ASSIGNED TASK —
In the records that follow, the lines from the one containing "One node per" to the one containing "write_escaped(&mut line, token.text(tree.source()));", inclusive, are to be given again exactly.

PROVIDED DATA —
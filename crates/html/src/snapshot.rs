//! Deterministic syntax tree dump for golden tests, fixtures and the CLI.
//! Not a stable interchange format.
//!
//! One node per line, indented two spaces per level:
//! - `TAG <name>` with the name as written; `ATTRIBUTE name`.
//! - `ERROR "message"`, followed by the covered text when not zero-width.
//! - Leaf-like nodes (`TEXT`, `COMMENT`, `REFERENCE`, ...) carry their escaped text.
//! - Structural nodes (`FILE`, `DOCUMENT`, `PROLOG`) carry nothing.

use crate::token::Token;
use crate::tree::{ChildRef, NodeKind, NodeRef, SyntaxTree};
use std::fmt::{self, Write};

#[derive(Clone, Copy, Debug, Default)]
pub struct SnapshotOptions {
    /// Append `@start..end` byte spans.
    pub spans: bool,
    /// Emit token leaves (including trivia) as their own lines.
    pub tokens: bool,
}

#[derive(Debug)]
pub struct TreeSnapshot {
    lines: Vec<String>,
}

enum Entry<'t> {
    Node(NodeRef<'t>),
    Token(Token),
}

impl TreeSnapshot {
    pub fn new(tree: &SyntaxTree, options: SnapshotOptions) -> Self {
        const INDENT_STEP: usize = 2;
        let mut lines = Vec::with_capacity(tree.node_count());
        let mut stack = vec![(Entry::Node(tree.root()), 0usize)];
        while let Some((entry, depth)) = stack.pop() {
            let mut line = " ".repeat(depth * INDENT_STEP);
            match entry {
                Entry::Node(node) => {
                    write_node_line(&mut line, node, options);
                    let children: Vec<_> = node.children().collect();
                    for child in children.into_iter().rev() {
                        match child {
                            ChildRef::Node(child) => stack.push((Entry::Node(child), depth + 1)),
                            ChildRef::Token(token) if options.tokens => {
                                stack.push((Entry::Token(token), depth + 1));
                            }
                            ChildRef::Token(_) => {}
                        }
                    }
                }
                Entry::Token(token) => {
                    let _ = write!(line, "{:?} \"", token.kind);
                    write_escaped(&mut line, token.text(tree.source()));
                    line.push('"');
                    if options.spans {
                        let _ = write!(line, " @{}..{}", token.span.start, token.span.end);
                    }
                }
            }
            lines.push(line);
        }
        Self { lines }
    }

    pub fn as_lines(&self) -> &[String] {
        &self.lines
    }

    pub fn render(&self) -> String {
        self.lines.join("\n")
    }
}

impl fmt::Display for TreeSnapshot {
    fn fmt(&self, f: &mut fmt::Formatter<'_>) -> fmt::Result {
        for (i, line) in self.lines.iter().enumerate() {
            if i != 0 {
                f.write_str("\n")?;
            }
            f.write_str(line)?;
        }
        Ok(())
    }
}

/// Snapshot with default options.
pub fn snapshot(tree: &SyntaxTree) -> TreeSnapshot {
    TreeSnapshot::new(tree, SnapshotOptions::default())
}

fn write_node_line(out: &mut String, node: NodeRef<'_>, options: SnapshotOptions) {
    out.push_str(node.kind().as_str());
    match node.kind() {
        NodeKind::File | NodeKind::Document | NodeKind::Prolog => {}
        NodeKind::Tag => {
            out.push_str(" <");
            write_escaped(out, node.tag_name().unwrap_or_default());
            out.push('>');
        }
        NodeKind::Attribute => {
            out.push(' ');
            write_escaped(out, node.name().unwrap_or_default());
        }
        NodeKind::Error => {
            out.push_str(" \"");
            if let Some(error) = node.error() {
                write_escaped(out, &error.to_string());
            }
            out.push('"');
            if !node.span().is_empty() {
                out.push_str(" at \"");
                write_escaped(out, node.text());
                out.push('"');
            }
        }
        NodeKind::AttributeValue
        | NodeKind::Text
        | NodeKind::Comment
        | NodeKind::ProcessingInstruction
        | NodeKind::Doctype
        | NodeKind::Cdata
        | NodeKind::Reference
        | NodeKind::Interpolation => {
            out.push_str(" \"");
            write_escaped(out, node.text());
            out.push('"');
        }
    }
    if options.spans {
        let span = node.span();
        let _ = write!(out, " @{}..{}", span.start, span.end);
    }
}

fn write_escaped(out: &mut String, value: &str) {
    for ch in value.chars() {
        match ch {
            '\n' => out.push_str("\\n"),
            '\r' => out.push_str("\\r"),
            '\t' => out.push_str("\\t"),
            '\\' => out.push_str("\\\\"),
            '"' => out.push_str("\\\""),
            _ if ch.is_ascii_control() => {
                let _ = write!(out, "\\u{{{:X}}}", ch as u32);
            }
            _ => out.push(ch),
        }
    }
}

#[cfg(test)]
mod tests {
    use super::{SnapshotOptions, TreeSnapshot, snapshot};
    use crate::parse_html;

    #[test]
    fn renders_nested_tags_and_text() {
        let tree = parse_html("<div class=\"a\">hi<br></div>").expect("parse");
        assert_eq!(
            snapshot(&tree).as_lines(),
            [
                "FILE",
                "  DOCUMENT",
                "    PROLOG",
                "    TAG <div>",
                "      ATTRIBUTE class",
                "        ATTRIBUTE_VALUE \"\\\"a\\\"\"",
                "      TEXT \"hi\"",
                "      TAG <br>",
            ]
        );
    }

    #[test]
    fn renders_errors_with_covered_text() {
        let tree = parse_html("</p>").expect("parse");
        assert_eq!(
            snapshot(&tree).render(),
            "FILE\n  DOCUMENT\n    PROLOG\n    ERROR \"Closing tag matches nothing\" at \"</p>\""
        );
    }

    #[test]
    fn tokens_and_spans_on_request() {
        let tree = parse_html("<b >x</b>").expect("parse");
        let options = SnapshotOptions {
            spans: true,
            tokens: true,
        };
        let lines = TreeSnapshot::new(&tree, options).as_lines().to_vec();
        assert!(lines.contains(&"    TAG <b> @0..9".to_string()), "{lines:#?}");
        assert!(lines.contains(&"      Whitespace \" \" @2..3".to_string()), "{lines:#?}");
        assert!(lines.contains(&"        DataCharacters \"x\" @4..5".to_string()), "{lines:#?}");
    }
}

ANSWER TO THE PROBLEM —
//! One node per line, indented two spaces per level:
//! - `TAG <name>` with the name as written; `ATTRIBUTE name`.
//! - `ERROR "message"`, followed by the covered text when not zero-width.
//! - Leaf-like nodes (`TEXT`, `COMMENT`, `REFERENCE`, ...) carry their escaped text.
//! - Structural nodes (`FILE`, `DOCUMENT`, `PROLOG`) carry nothing.

use crate::token::Token;
use crate::tree::{ChildRef, NodeKind, NodeRef, SyntaxTree};
use std::fmt::{self, Write};

#[derive(Clone, Copy, Debug, Default)]
pub struct SnapshotOptions {
    /// Append `@start..end` byte spans.
    pub spans: bool,
    /// Emit token leaves (including trivia) as their own lines.
    pub tokens: bool,
}

#[derive(Debug)]
pub struct TreeSnapshot {
    lines: Vec<String>,
}

enum Entry<'t> {
    Node(NodeRef<'t>),
    Token(Token),
}

impl TreeSnapshot {
    pub fn new(tree: &SyntaxTree, options: SnapshotOptions) -> Self {
        const INDENT_STEP: usize = 2;
        let mut lines = Vec::with_capacity(tree.node_count());
        let mut stack = vec![(Entry::Node(tree.root()), 0usize)];
        while let Some((entry, depth)) = stack.pop() {
            let mut line = " ".repeat(depth * INDENT_STEP);
            match entry {
                Entry::Node(node) => {
                    write_node_line(&mut line, node, options);
                    let children: Vec<_> = node.children().collect();
                    for child in children.into_iter().rev() {
                        match child {
                            ChildRef::Node(child) => stack.push((Entry::Node(child), depth + 1)),
                            ChildRef::Token(token) if options.tokens => {
                                stack.push((Entry::Token(token), depth + 1));
                            }
                            ChildRef::Token(_) => {}
                        }
                    }
                }
                Entry::Token(token) => {
                    let _ = write!(line, "{:?} \"", token.kind);
                    write_escaped(&mut line, token.text(tree.source()));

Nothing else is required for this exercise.